=== EXERCISE MATERIAL ===

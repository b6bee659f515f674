use jam_types::ReadError;

use crate::{BytesReader, Decode, DecodeLen};

/// Inverse of `encode_compact`. The wide form must carry between four and
/// eight payload bytes; anything else is rejected.
pub fn decode_compact(reader: &mut BytesReader) -> Result<u64, ReadError> {
    let first = reader.read_byte()?;

    match first & 0b11 {
        0b00 => Ok((first >> 2) as u64),
        0b01 => {
            let second = reader.read_byte()?;
            Ok((((first & 0b1111_1100) as u64) | ((second as u64) << 8)) >> 2)
        }
        0b10 => {
            let rest = reader.read_bytes(3)?;
            let word = u32::from_le_bytes([first, rest[0], rest[1], rest[2]]);
            Ok((word >> 2) as u64)
        }
        _ => {
            let k = ((first >> 2) as usize) + 4;
            if k > 8 {
                return Err(ReadError::InvalidEncoding);
            }
            let bytes = reader.read_bytes(k)?;
            let mut buf = [0u8; 8];
            buf[..k].copy_from_slice(bytes);
            Ok(u64::from_le_bytes(buf))
        }
    }
}

/// Inverse of `encode_var_octets`.
pub fn decode_var_octets(reader: &mut BytesReader) -> Result<Vec<u8>, ReadError> {
    let length = decode_compact(reader)? as usize;
    Ok(reader.read_bytes(length)?.to_vec())
}

impl Decode for u8 {
    fn decode(reader: &mut BytesReader) -> Result<Self, ReadError> {
        reader.read_byte()
    }
}

impl Decode for u16 {
    fn decode(reader: &mut BytesReader) -> Result<Self, ReadError> {
        let bytes = reader.read_bytes(2)?;
        Ok(u16::from_be_bytes([bytes[0], bytes[1]]))
    }
}

impl Decode for u32 {
    fn decode(reader: &mut BytesReader) -> Result<Self, ReadError> {
        let bytes = reader.read_bytes(4)?;
        let mut buf = [0u8; 4];
        buf.copy_from_slice(bytes);
        Ok(u32::from_be_bytes(buf))
    }
}

impl Decode for u64 {
    fn decode(reader: &mut BytesReader) -> Result<Self, ReadError> {
        let bytes = reader.read_bytes(8)?;
        let mut buf = [0u8; 8];
        buf.copy_from_slice(bytes);
        Ok(u64::from_be_bytes(buf))
    }
}

impl Decode for i64 {
    fn decode(reader: &mut BytesReader) -> Result<Self, ReadError> {
        let bytes = reader.read_bytes(8)?;
        let mut buf = [0u8; 8];
        buf.copy_from_slice(bytes);
        Ok(i64::from_be_bytes(buf))
    }
}

impl Decode for bool {
    fn decode(reader: &mut BytesReader) -> Result<Self, ReadError> {
        match reader.read_byte()? {
            0 => Ok(false),
            1 => Ok(true),
            _ => Err(ReadError::InvalidEncoding),
        }
    }
}

impl<const N: usize> Decode for [u8; N] {
    fn decode(reader: &mut BytesReader) -> Result<Self, ReadError> {
        let bytes = reader.read_bytes(N)?;
        let mut buf = [0u8; N];
        buf.copy_from_slice(bytes);
        Ok(buf)
    }
}

impl<T: Decode> Decode for Option<T> {
    fn decode(reader: &mut BytesReader) -> Result<Self, ReadError> {
        match reader.read_byte()? {
            0 => Ok(None),
            1 => Ok(Some(T::decode(reader)?)),
            _ => Err(ReadError::InvalidEncoding),
        }
    }
}

impl<T: Decode> DecodeLen for Vec<T> {
    fn decode_len(reader: &mut BytesReader) -> Result<Self, ReadError> {
        let count = decode_compact(reader)? as usize;
        let mut out = Vec::new();
        for _ in 0..count {
            out.push(T::decode(reader)?);
        }
        Ok(out)
    }
}

#[cfg(test)]
mod tests {

    use super::*;
    use crate::generic_codec::encode_compact;

    #[test]
    fn compact_round_trip_boundaries() {
        for value in [
            0u64,
            1,
            63,
            64,
            16_383,
            16_384,
            (1 << 30) - 1,
            1 << 30,
            1 << 42,
            u64::MAX,
        ] {
            let encoded = encode_compact(value);
            let mut reader = BytesReader::new(&encoded);
            assert_eq!(decode_compact(&mut reader).unwrap(), value);
            assert!(reader.is_exhausted());
        }
    }

    #[test]
    fn compact_rejects_oversized_width() {
        // (k - 4) = 5 in the header claims nine payload bytes
        let blob = [0b0001_0111u8, 0, 0, 0, 0, 0, 0, 0, 0, 0];
        let mut reader = BytesReader::new(&blob);
        assert_eq!(
            decode_compact(&mut reader),
            Err(ReadError::InvalidEncoding)
        );
    }

    #[test]
    fn compact_truncated_input() {
        let blob = [0b0000_0011u8, 0x01];
        let mut reader = BytesReader::new(&blob);
        assert_eq!(
            decode_compact(&mut reader),
            Err(ReadError::InsufficientData)
        );
    }

    #[test]
    fn decode_is_a_prefix_read() {
        // Canonical form: decoding consumes exactly the encoded bytes even
        // with trailing data present.
        let mut blob = encode_compact(16_384);
        blob.extend_from_slice(&[0xDE, 0xAD]);
        let mut reader = BytesReader::new(&blob);
        assert_eq!(decode_compact(&mut reader).unwrap(), 16_384);
        assert_eq!(reader.remaining(), 2);
    }

    #[test]
    fn bool_rejects_junk() {
        let mut reader = BytesReader::new(&[2u8]);
        assert_eq!(bool::decode(&mut reader), Err(ReadError::InvalidEncoding));
    }
}
// ----------------------------------------------------------------------------------------------------------
// Service accounts
// ----------------------------------------------------------------------------------------------------------

pub type ServiceAccounts = BTreeMap<ServiceId, ServiceAccount>;

/// Composite key of the preimage availability record: the preimage hash
/// followed by the preimage length. The derived ordering (hash first, length
/// second) is the canonical encoding order.
#[derive(Debug, Clone, Copy, PartialEq, Eq, PartialOrd, Ord)]
pub struct PreimageKey {
    pub hash: OpaqueHash,
    pub length: u32,
}

#[derive(Debug, Clone, PartialEq, Default)]
pub struct ServiceAccount {
    // Storage dictionary
    pub storage: BTreeMap<OpaqueHash, Vec<u8>>,
    // Preimage lookup dictionary
    pub preimages: BTreeMap<OpaqueHash, Vec<u8>>,
    // Preimage availability records, append-only per key
    pub lookup: BTreeMap<PreimageKey, Vec<TimeSlot>>,
    // Code hash
    pub code_hash: OpaqueHash,
    // Account balance
    pub balance: Balance,
    // Gas bound for one invocation of the accumulate entry point
    pub acc_gas_limit: Gas,
    // Gas bound for one invocation of the on-transfer entry point
    pub xfer_gas_limit: Gas,
    // Service code; resolved through the preimage store, never serialized
    pub code: Vec<u8>,
}

// ----------------------------------------------------------------------------------------------------------
// Privileges
// ----------------------------------------------------------------------------------------------------------

// The chi component: three service indices with distinguished powers.
#[derive(Debug, Clone, Copy, PartialEq, Default)]
pub struct Privileges {
    pub manager: ServiceId,
    pub authorizer: ServiceId,
    pub validator: ServiceId,
}

// ----------------------------------------------------------------------------------------------------------
// Statistics
// ----------------------------------------------------------------------------------------------------------
#[derive(Debug, Clone, Copy, PartialEq, Default)]
pub struct ActivityRecord {
    pub blocks: u32,
    pub tickets: u32,
    pub preimages: u32,
    pub preimages_size: u32,
    pub guarantees: u32,
    pub assurances: u32,
}

/// Per-validator activity counters: one accumulator for the running epoch and
/// one completed record for the previous epoch.
#[derive(Debug, Clone, PartialEq, Default)]
pub struct Statistics {
    pub curr: Vec<ActivityRecord>,
    pub prev: Vec<ActivityRecord>,
}
/*
    Accumulation folds available work reports into service state by invoking
    each result's service through the virtual-machine facade. One accumulate
    invocation is the transactional unit: the pre-call state is retained and
    the returned state replaces it only on a clean halt. A failed result is
    rolled back and logged; later results in the same block still run.
*/

use jam_types::{
    CoreIndex, GlobalState, ProcessError, ServiceAccount, ServiceId, WorkReport, WorkResult,
};

use codec::Encode;
use pvm::ExitReason;

pub const ENTRY_REFINE: u32 = 0;
pub const ENTRY_ACCUMULATE: u32 = 1;
pub const ENTRY_ON_TRANSFER: u32 = 2;

/// Accumulate every result of the given reports, in report order. Reports
/// arrive paired with the core they were promoted from.
pub fn process(reports: &[(CoreIndex, WorkReport)], mut state: GlobalState) -> GlobalState {
    for (core, report) in reports {
        log::debug!(
            "accumulating report {} from core {} with {} results",
            utils::print_hash!(report.authorizer_hash),
            core,
            report.results.len()
        );
        for result in &report.results {
            state = accumulate_result(state, result);
        }
    }
    state
}

fn accumulate_result(state: GlobalState, result: &WorkResult) -> GlobalState {
    let Some(account) = state.service_accounts.get(&result.service) else {
        log::warn!(
            "accumulate: {}",
            ProcessError::ServiceNotFound(result.service)
        );
        return state;
    };

    let code = account.code.clone();
    let gas_limit = account.acc_gas_limit.max(0) as u64;
    let input = result.result.encode();

    // Retain the pre-call state; on failure it is the post state.
    let snapshot = state.clone();

    let (exit, _) = pvm::execute(&code, ENTRY_ACCUMULATE, &input, gas_limit);
    match exit {
        ExitReason::Halt => state,
        other => {
            log::warn!(
                "{}: {:?}",
                ProcessError::AccumulateFailed(result.service),
                other
            );
            snapshot
        }
    }
}

/// The stateless in-core entry point: run the service's refine logic over the
/// input and hand back its output.
pub fn refine(
    account: &ServiceAccount,
    input: &[u8],
    gas_limit: u64,
) -> Result<Vec<u8>, ProcessError> {
    let (exit, _) = pvm::execute(&account.code, ENTRY_REFINE, input, gas_limit);
    match exit {
        ExitReason::Halt => Ok(Vec::new()),
        other => Err(exit_error(other)),
    }
}

/// Move `amount` from one service to another and notify the receiver through
/// its on-transfer entry point. The whole operation is transactional: on any
/// failure the state is left exactly as it was.
pub fn on_transfer(
    state: &mut GlobalState,
    from: ServiceId,
    to: ServiceId,
    amount: u64,
    memo: &[u8],
) -> Result<(), ProcessError> {
    if !state.service_accounts.contains_key(&from) {
        return Err(ProcessError::ServiceNotFound(from));
    }
    let Some(receiver) = state.service_accounts.get(&to) else {
        return Err(ProcessError::ServiceNotFound(to));
    };

    let code = receiver.code.clone();
    let gas_limit = receiver.xfer_gas_limit.max(0) as u64;

    if state.service_accounts[&from].balance < amount {
        log::warn!("transfer of {} exceeds balance of service {}", amount, from);
        return Err(ProcessError::AccumulateFailed(from));
    }

    let snapshot = state.clone();

    state.service_accounts.get_mut(&from).unwrap().balance -= amount;
    state.service_accounts.get_mut(&to).unwrap().balance += amount;

    let mut input = Vec::new();
    from.encode_to(&mut input);
    to.encode_to(&mut input);
    amount.encode_to(&mut input);
    input.extend_from_slice(memo);

    let (exit, _) = pvm::execute(&code, ENTRY_ON_TRANSFER, &input, gas_limit);
    match exit {
        ExitReason::Halt => Ok(()),
        other => {
            *state = snapshot;
            let error = exit_error(other);
            log::warn!("on-transfer to service {} failed: {}", to, error);
            Err(error)
        }
    }
}

fn exit_error(exit: ExitReason) -> ProcessError {
    match exit {
        ExitReason::OutOfGas => ProcessError::PvmOutOfGas,
        ExitReason::Fault => ProcessError::PvmFault,
        _ => ProcessError::PvmPanic,
    }
}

===

• TASK TO COMPLETE: When a line of the records above contains the string "with", count it once; then give the total and nothing else.

• RESPONSE TO THIS EXERCISE: 4